An embarrasingly short time later, I was hanging out in card shops, running my Rain Dance deck against ALL the 6-10 year olds in my neighbourhood.  I even retooled my work schedule so that I could get to the weekly Pokemon TCG league (it was held after school on tuesday and thursdays). Not long after that, I ended up picking up a copy of Pokemon Yellow and the rest is history.

Until the last few years.  My Pokemon addiction peaked with HeartGold/SoulSilver and has slowly been tapering off such that I skipped Black/White 2 and OmegaRuby/AlphaSapphire.  I just can't be bothered to collect all 8 badges, beat the Elite 4, become the very best like no one ever was, and proceed to spend hundreds of hours breeding and raising Pokemon only to get destroyed online by little kids and neckbeard bronys (Pinkie Pie 4 Lyfe).

The formula has become stale, and it's unlikely that Game Freak will do anything about it. As this is THE super kid-friendly franchise, we can assume that when lapsed pokemaniacs fall off, there will be more than enough in the way of younger gamers to come pick up the slack. The only problem is, when was the last time you saw anyone under the age of 12 with a dedicated handheld gaming platform?

These games NEED to acknowledge the impact of increased smartphone usage and Minecraft on the gaming habits of today's kids.  Cater more to the established fans and give them more ways to enjoy the franchise, while leveraging Nintendo's unique market position, and appeal to the kids who think that video games are played by touchscreen alone.

While Sun/Moon was just announced, NX has been looming large over Nintendoland for the last couple years and it would be just money left on the table if these two weren't used to sell each other.

I would love to see a Sun/Moon companion app that allowed people to save multiple teams for wireless battle, along with some DeNA produced free-to-play games.  If those games unlocked rewards in the 3DS games, there's that hook that Nintendo wanted to bring people to their core business. 

Kat Bailey of USGamer suggested that the mainline series could/should undergo a major upheaval in allowing the player to become a gym leader after the campaign was finished, so you'd have to pick your gym type, decorate it, build and level your subordinate trainers teams, take on challengers, and manage other city-building elements.  Game Freak is pretty conservative with their core franchise, however, and if something like this were to be released, I'm thinking it would be in a spin off.

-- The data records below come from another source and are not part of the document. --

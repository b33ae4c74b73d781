//! Deterministic, pure logic shared by the gatekeeper.
//!
//! Core modules must be free of I/O side effects. They operate on in-memory
//! data structures and return deterministic outputs suitable for tests.

pub mod docs;
pub mod effects;
pub mod event;
pub mod graph;
pub mod phase;
pub mod session;
pub mod shell;
pub mod task;
pub mod tools;
pub mod transitions;
pub mod types;
pub mod verdict;
//! Diagnostic tracing for the gatekeeper.
//!
//! # Separation of Concerns
//!
//! - **Tracing (this module)**: Dev diagnostics via `RUST_LOG`, output to stderr.
//!   Never written to stdout, which carries the verdict JSON the host reads.
//!
//! - **Audit log (`io/audit`)**: One JSON line per evaluated event in
//!   `<data>/audit/<session>.jsonl`. Always written, unaffected by `RUST_LOG`.

use tracing_subscriber::{EnvFilter, fmt, layer::SubscriberExt, util::SubscriberInitExt};

/// Initialize tracing subscriber for diagnostic logging.
///
/// Reads `RUST_LOG` env var. Defaults to `warn` if unset.
/// Output: stderr, compact format.
///
/// # Example
/// ```bash
/// RUST_LOG=gatekeeper=debug gatekeeper hook PreToolUse < payload.json
/// ```
pub fn init() {
    let filter = EnvFilter::try_from_default_env().unwrap_or_else(|_| EnvFilter::new("warn"));

    // A subscriber may already be installed when embedded in a test harness;
    // events then go to that one.
    if let Err(err) = tracing_subscriber::registry()
        .with(filter)
        .with(fmt::layer().with_writer(std::io::stderr).compact())
        .try_init()
    {
        tracing::debug!(error = %err, "tracing subscriber already set; keeping it");
    }
}
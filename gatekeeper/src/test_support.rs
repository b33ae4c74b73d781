//! Test-only fixtures for tasks, sessions, events, and stores.

use std::sync::Arc;
use std::sync::atomic::{AtomicUsize, Ordering};
use std::thread;
use std::time::Duration;

use chrono::{DateTime, TimeZone, Utc};
use tempfile::TempDir;

use crate::core::event::{Event, EventPayload, TaskOpKind, ToolCall, ToolInput};
use crate::core::session::SessionState;
use crate::core::task::{DEFAULT_PRIORITY, TaskNode};
use crate::core::tools::ToolCategory;
use crate::core::types::{Phase, ReasonCode, TaskStatus, TaskType};
use crate::core::verdict::GateResult;
use crate::enforcer::{EnforcerOptions, PolicyEnforcer};
use crate::gates::{Gate, GateInput, default_registry};
use crate::io::audit::AuditLog;
use crate::io::config::GatekeeperConfig;
use crate::io::paths::DataPaths;
use crate::io::session_store::SessionStore;
use crate::io::task_store::TaskStore;

/// Fixed instant so fixtures compare equal across calls.
pub fn fixed_time() -> DateTime<Utc> {
    Utc.with_ymd_and_hms(2026, 1, 5, 10, 0, 0)
        .single()
        .expect("valid fixture time")
}

/// A deterministic task with default attributes.
pub fn task(id: &str, status: TaskStatus) -> TaskNode {
    TaskNode {
        id: id.to_string(),
        title: format!("{id} title"),
        task_type: TaskType::Task,
        status,
        priority: DEFAULT_PRIORITY,
        parent_id: None,
        dependency_ids: Default::default(),
        body: String::new(),
        version: 1,
        created_at: fixed_time(),
        updated_at: fixed_time(),
    }
}

/// A fresh session moved to `phase`.
pub fn session(id: &str, phase: Phase) -> SessionState {
    let mut state = SessionState::new(id, fixed_time());
    state.phase = phase;
    state
}

pub fn event(session_id: &str, payload: EventPayload) -> Event {
    Event::new(session_id, fixed_time(), payload)
}

pub fn pre_tool(session_id: &str, tool: ToolCall) -> Event {
    event(session_id, EventPayload::PreToolUse { tool })
}

/// Gate input with nothing resolved from the task store.
pub fn gate_input(event: Event, session: SessionState) -> GateInput {
    GateInput {
        event,
        session,
        subject: None,
        bound: None,
        dependencies: Vec::new(),
    }
}

pub fn shell(command: &str) -> ToolCall {
    ToolCall {
        name: "Bash".to_string(),
        category: ToolCategory::Write,
        input: ToolInput::Shell {
            command: command.to_string(),
        },
    }
}

pub fn write_file(path: &str, content: &str) -> ToolCall {
    ToolCall {
        name: "Write".to_string(),
        category: ToolCategory::Write,
        input: ToolInput::WriteFile {
            path: path.to_string(),
            content: content.to_string(),
        },
    }
}

pub fn read_file(path: &str) -> ToolCall {
    ToolCall {
        name: "Read".to_string(),
        category: ToolCategory::ReadOnly,
        input: ToolInput::ReadFile {
            path: path.to_string(),
        },
    }
}

pub fn delegate(tool_name: &str, agent: &str) -> ToolCall {
    ToolCall {
        name: tool_name.to_string(),
        category: ToolCategory::Meta,
        input: ToolInput::Delegate {
            agent: agent.to_string(),
        },
    }
}

/// Task-manager tool call named the way the MCP server exposes it.
pub fn task_op(op: TaskOpKind, task_id: Option<&str>, status: Option<TaskStatus>) -> ToolCall {
    let (operation, category) = match op {
        TaskOpKind::Create => ("create_task", ToolCategory::Write),
        TaskOpKind::Update => ("update_task", ToolCategory::Write),
        TaskOpKind::Complete => ("complete_task", ToolCategory::Write),
        TaskOpKind::Claim => ("claim_next_task", ToolCategory::Write),
        TaskOpKind::Query => ("get_task", ToolCategory::ReadOnly),
    };
    ToolCall {
        name: format!("mcp__tasks__{operation}"),
        category,
        input: ToolInput::TaskOp {
            op,
            task_id: task_id.map(str::to_string),
            status,
        },
    }
}

/// Temporary data directory. Every accessor opens stores over the same
/// files, so state written through one handle is visible to the next.
pub struct TestEnv {
    _temp: TempDir,
    pub paths: DataPaths,
}

impl TestEnv {
    pub fn new() -> Self {
        let temp = tempfile::tempdir().expect("tempdir");
        let paths = DataPaths::new(&temp.path().join("data"));
        Self { _temp: temp, paths }
    }

    pub fn tasks(&self) -> TaskStore {
        TaskStore::open(&self.paths).expect("open task store")
    }

    pub fn sessions(&self) -> SessionStore {
        SessionStore::open(&self.paths).expect("open session store")
    }

    pub fn audit(&self) -> AuditLog {
        AuditLog::new(&self.paths.audit_dir)
    }

    /// Enforcer with the default gates and config.
    pub fn enforcer(&self) -> PolicyEnforcer {
        self.enforcer_with(&GatekeeperConfig::default())
    }

    pub fn enforcer_with(&self, config: &GatekeeperConfig) -> PolicyEnforcer {
        PolicyEnforcer::new(
            Arc::new(default_registry(config)),
            self.tasks(),
            self.sessions(),
            self.audit(),
            EnforcerOptions::from_config(config),
        )
    }
}

impl Default for TestEnv {
    fn default() -> Self {
        Self::new()
    }
}

/// Gate that always returns the same verdict.
pub struct FixedGate {
    id: &'static str,
    result: fn(&'static str) -> GateResult,
    calls: Option<Arc<AtomicUsize>>,
}

impl FixedGate {
    pub fn allow(id: &'static str) -> Self {
        Self::with(id, GateResult::allow)
    }

    pub fn warn(id: &'static str) -> Self {
        Self::with(id, |id| GateResult::warn(id, ReasonCode::TaskRequired, "fixture warning"))
    }

    pub fn block(id: &'static str) -> Self {
        Self::with(id, |id| GateResult::block(id, ReasonCode::TaskRequired, "fixture block"))
    }

    /// Count evaluations into `calls`.
    pub fn counting(mut self, calls: Arc<AtomicUsize>) -> Self {
        self.calls = Some(calls);
        self
    }

    fn with(id: &'static str, result: fn(&'static str) -> GateResult) -> Self {
        Self {
            id,
            result,
            calls: None,
        }
    }
}

impl Gate for FixedGate {
    fn id(&self) -> &'static str {
        self.id
    }

    fn evaluate(&self, _input: &GateInput) -> GateResult {
        if let Some(calls) = &self.calls {
            calls.fetch_add(1, Ordering::SeqCst);
        }
        (self.result)(self.id)
    }
}

/// Gate that sleeps before allowing.
pub struct SlowGate {
    id: &'static str,
    delay: Duration,
}

impl SlowGate {
    pub fn new(id: &'static str, delay: Duration) -> Self {
        Self { id, delay }
    }
}

impl Gate for SlowGate {
    fn id(&self) -> &'static str {
        self.id
    }

    fn evaluate(&self, _input: &GateInput) -> GateResult {
        thread::sleep(self.delay);
        GateResult::allow(self.id)
    }
}
//! Task graph node and the attribute sets used to create and patch it.

use std::collections::BTreeSet;
use std::sync::LazyLock;

use chrono::{DateTime, NaiveDate, Utc};
use regex::Regex;
use serde::{Deserialize, Serialize};

use crate::core::types::{TaskStatus, TaskType};

/// Highest (least urgent) priority value. `0` is critical.
pub const MAX_PRIORITY: u8 = 4;
pub const DEFAULT_PRIORITY: u8 = 2;

const MAX_SLUG_LEN: usize = 50;

static ID_RE: LazyLock<Regex> =
    LazyLock::new(|| Regex::new(r"^[A-Za-z0-9][A-Za-z0-9_-]*$").expect("id regex"));

#[derive(Debug, Clone, PartialEq, Eq, Serialize, Deserialize)]
pub struct TaskNode {
    pub id: String,
    pub title: String,
    #[serde(rename = "type")]
    pub task_type: TaskType,
    pub status: TaskStatus,
    pub priority: u8,
    #[serde(default, skip_serializing_if = "Option::is_none")]
    pub parent_id: Option<String>,
    #[serde(default)]
    pub dependency_ids: BTreeSet<String>,
    #[serde(default)]
    pub body: String,
    pub version: u64,
    pub created_at: DateTime<Utc>,
    pub updated_at: DateTime<Utc>,
}

/// Attributes for `TaskStore::create`.
#[derive(Debug, Clone, PartialEq, Eq)]
pub struct NewTask {
    /// Explicit id; generated from the title when absent.
    pub id: Option<String>,
    pub title: String,
    pub task_type: TaskType,
    pub priority: u8,
    pub parent_id: Option<String>,
    pub dependency_ids: BTreeSet<String>,
    pub body: String,
}

impl NewTask {
    pub fn new(title: impl Into<String>) -> Self {
        Self {
            id: None,
            title: title.into(),
            task_type: TaskType::default(),
            priority: DEFAULT_PRIORITY,
            parent_id: None,
            dependency_ids: BTreeSet::new(),
            body: String::new(),
        }
    }

    pub fn with_id(mut self, id: impl Into<String>) -> Self {
        self.id = Some(id.into());
        self
    }

    pub fn with_parent(mut self, parent_id: impl Into<String>) -> Self {
        self.parent_id = Some(parent_id.into());
        self
    }

    pub fn with_priority(mut self, priority: u8) -> Self {
        self.priority = priority;
        self
    }

    pub fn with_type(mut self, task_type: TaskType) -> Self {
        self.task_type = task_type;
        self
    }

    pub fn with_body(mut self, body: impl Into<String>) -> Self {
        self.body = body.into();
        self
    }

    pub fn depends_on(mut self, dep_id: impl Into<String>) -> Self {
        self.dependency_ids.insert(dep_id.into());
        self
    }
}

/// Field changes for `TaskStore::update`. `None` leaves a field untouched.
#[derive(Debug, Clone, Default, PartialEq, Eq)]
pub struct TaskPatch {
    pub title: Option<String>,
    pub task_type: Option<TaskType>,
    pub priority: Option<u8>,
    pub status: Option<TaskStatus>,
    /// `Some(None)` detaches the task from its parent.
    pub parent_id: Option<Option<String>>,
    pub body: Option<String>,
}

impl TaskPatch {
    pub fn status(status: TaskStatus) -> Self {
        Self {
            status: Some(status),
            ..Self::default()
        }
    }
}

pub fn is_valid_id(id: &str) -> bool {
    ID_RE.is_match(id)
}

pub fn validate_title(title: &str) -> Result<(), String> {
    if title.trim().is_empty() {
        return Err("title must be non-empty".to_string());
    }
    if title.contains('\n') {
        return Err("title must be a single line".to_string());
    }
    Ok(())
}

pub fn validate_priority(priority: u8) -> Result<(), String> {
    if priority > MAX_PRIORITY {
        return Err(format!(
            "priority {priority} out of range 0..={MAX_PRIORITY}"
        ));
    }
    Ok(())
}

/// Lowercase, strip non-word characters, join words with `-`.
pub fn slugify(title: &str) -> String {
    let mut slug = String::with_capacity(title.len());
    for ch in title.trim().chars().flat_map(char::to_lowercase) {
        if ch.is_ascii_alphanumeric() {
            slug.push(ch);
        } else if (ch.is_whitespace() || ch == '_' || ch == '-') && !slug.ends_with('-') {
            slug.push('-');
        }
    }
    let slug = slug.trim_matches('-');
    let mut out: String = slug.chars().take(MAX_SLUG_LEN).collect();
    while out.ends_with('-') {
        out.pop();
    }
    out
}

/// `YYYYMMDD-<slug>`, with `task` standing in for titles that slugify to nothing.
pub fn generate_id(title: &str, date: NaiveDate) -> String {
    let slug = slugify(title);
    let slug = if slug.is_empty() { "task".to_string() } else { slug };
    format!("{}-{}", date.format("%Y%m%d"), slug)
}

/// Candidate ids for a generated id: `base`, `base-2`, `base-3`, ...
pub fn id_candidates(base: &str) -> impl Iterator<Item = String> + '_ {
    std::iter::once(base.to_string()).chain((2..).map(move |n| format!("{base}-{n}")))
}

Call the console game "Pokemon World" (because it's more pithy than "Pokemon Earth" and we should tie it in with Sun/Moon) and have people build and maintain different gyms, and have 3DS players go around collecting  "World Badges" or whatever.  Couple that with 4 player connectivity (for 3DS or smartphone) to the console version, and you have a great infrastructure for local battle, trading, or hidden info second screen games that would greatly expand the scope of the "Stadium" series of Pokemon games.  We would get a new game type, the die-hards' hand held game is untouched, and Nintendo gets to sell everyone games on three platforms.  Win, win, win.

Will it happen?  Probably not.  I've been a Nintendo fan longer than most, and I still have no clue what those people are thinking.  Regardless, speculation is kind of the "third pillar" of videogame fandom, after playing games, and arguing with strangers about them, so I'd like to hear what you think Game Freak should do in these uncertain times.  What is Sun/Moon going to look like?  How can they use NX to support the franchise?